-- Data listing follows --

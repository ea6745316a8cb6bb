//! Integration tests for the RocketShoes cart.
//!
//! # Running Tests
//!
//! ```bash
//! cargo test -p rocketshoes-integration-tests
//! ```
//!
//! # Test Categories
//!
//! - `cart_flow` - Cart Manager operations, notices, and restarts
//! - `inventory_client` - HTTP inventory client against a fake API
//!
//! # Fixtures
//!
//! [`Catalog`] is an in-memory inventory. It implements
//! [`InventoryService`] directly and can also be served over HTTP with
//! [`spawn_inventory_api`], so the same fixture drives both the manager tests
//! and the HTTP client tests.

#![cfg_attr(not(test), forbid(unsafe_code))]

use std::collections::{HashMap, HashSet};
use std::net::SocketAddr;
use std::path::PathBuf;
use std::sync::atomic::{AtomicUsize, Ordering};
use std::sync::{Arc, Mutex, PoisonError};

use axum::extract::{Path, State};
use axum::http::StatusCode;
use axum::response::{IntoResponse, Response};
use axum::routing::get;
use axum::{Json, Router};
use rocketshoes_cart::{InventoryError, InventoryService};
use rocketshoes_core::{Product, ProductId, Stock};
use rust_decimal::Decimal;

/// In-memory catalog with stock levels.
#[derive(Debug, Default)]
pub struct Catalog {
    products: Mutex<HashMap<ProductId, Product>>,
    stock: Mutex<HashMap<ProductId, i64>>,
    malformed: Mutex<HashSet<ProductId>>,
    product_requests: AtomicUsize,
    stock_requests: AtomicUsize,
}

impl Catalog {
    #[must_use]
    pub fn new() -> Self {
        Self::default()
    }

    /// Add a product priced at `cents` with `stock` units available.
    #[must_use]
    pub fn with_product(self, id: i32, title: &str, cents: i64, stock: i64) -> Self {
        let id = ProductId::new(id);
        let product = Product::new(
            id,
            title,
            Decimal::new(cents, 2),
            format!("https://rocketseat-cdn.s3-sa-east-1.amazonaws.com/{id}.jpg"),
        );
        lock(&self.products).insert(id, product);
        lock(&self.stock).insert(id, stock);
        self
    }

    /// Change the available stock of a product.
    pub fn set_stock(&self, id: i32, amount: i64) {
        lock(&self.stock).insert(ProductId::new(id), amount);
    }

    /// Make the HTTP API answer `200` with a body that is not JSON for this
    /// product.
    pub fn break_product(&self, id: i32) {
        lock(&self.malformed).insert(ProductId::new(id));
    }

    /// Number of product metadata lookups served.
    pub fn product_requests(&self) -> usize {
        self.product_requests.load(Ordering::SeqCst)
    }

    /// Number of stock lookups served.
    pub fn stock_requests(&self) -> usize {
        self.stock_requests.load(Ordering::SeqCst)
    }

    fn lookup_stock(&self, id: ProductId) -> Option<Stock> {
        self.stock_requests.fetch_add(1, Ordering::SeqCst);
        lock(&self.stock)
            .get(&id)
            .map(|&amount| Stock { id, amount })
    }

    fn lookup_product(&self, id: ProductId) -> Option<Product> {
        self.product_requests.fetch_add(1, Ordering::SeqCst);
        lock(&self.products).get(&id).cloned()
    }

    fn is_malformed(&self, id: ProductId) -> bool {
        lock(&self.malformed).contains(&id)
    }
}

impl InventoryService for Catalog {
    async fn stock(&self, id: ProductId) -> Result<Stock, InventoryError> {
        // Suspend like a network call would
        tokio::task::yield_now().await;
        self.lookup_stock(id).ok_or_else(|| not_found("stock", id))
    }

    async fn product(&self, id: ProductId) -> Result<Product, InventoryError> {
        tokio::task::yield_now().await;
        self.lookup_product(id).ok_or_else(|| not_found("products", id))
    }
}

fn not_found(resource: &str, id: ProductId) -> InventoryError {
    InventoryError::Status {
        status: 404,
        path: format!("{resource}/{id}"),
    }
}

fn lock<T>(mutex: &Mutex<T>) -> std::sync::MutexGuard<'_, T> {
    mutex.lock().unwrap_or_else(PoisonError::into_inner)
}

// =============================================================================
// Fake inventory API
// =============================================================================

/// Serve `catalog` over HTTP on a random local port.
///
/// Returns the base URL (with trailing slash). The server runs until the
/// test's runtime shuts down.
///
/// # Errors
///
/// Returns an error if no local port can be bound.
pub async fn spawn_inventory_api(catalog: Arc<Catalog>) -> std::io::Result<String> {
    let app = Router::new()
        .route("/stock/{id}", get(stock_handler))
        .route("/products/{id}", get(product_handler))
        .with_state(catalog);

    let listener = tokio::net::TcpListener::bind("127.0.0.1:0").await?;
    let addr = listener.local_addr()?;

    tokio::spawn(async move {
        let _ = axum::serve(listener, app).await;
    });

    Ok(format!("http://{addr}/"))
}

/// An address nothing listens on.
///
/// # Errors
///
/// Returns an error if no local port can be bound.
pub async fn unused_local_addr() -> std::io::Result<SocketAddr> {
    let listener = tokio::net::TcpListener::bind("127.0.0.1:0").await?;
    listener.local_addr()
}

async fn stock_handler(State(catalog): State<Arc<Catalog>>, Path(id): Path<i32>) -> Response {
    let id = ProductId::new(id);
    match catalog.lookup_stock(id) {
        Some(stock) => Json(stock).into_response(),
        None => StatusCode::NOT_FOUND.into_response(),
    }
}

async fn product_handler(State(catalog): State<Arc<Catalog>>, Path(id): Path<i32>) -> Response {
    let id = ProductId::new(id);
    if catalog.is_malformed(id) {
        return (StatusCode::OK, "<html>oops</html>").into_response();
    }
    match catalog.lookup_product(id) {
        Some(product) => Json(product).into_response(),
        None => StatusCode::NOT_FOUND.into_response(),
    }
}

/// Path of a storage file inside `dir`, one level down so the store has to
/// create its parent directory.
#[must_use]
pub fn storage_path(dir: &tempfile::TempDir) -> PathBuf {
    dir.path().join(".rocketshoes").join("storage.json")
}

-- Data listing concluded --

▸ **Action item**
Identify the lines in the entries that hold "products" and return each one.

▸ **Answer to this problem**
    products: Mutex<HashMap<ProductId, Product>>,
        lock(&self.products).insert(id, product);
        lock(&self.products).get(&id).cloned()
        self.lookup_product(id).ok_or_else(|| not_found("products", id))
        .route("/products/{id}", get(product_handler))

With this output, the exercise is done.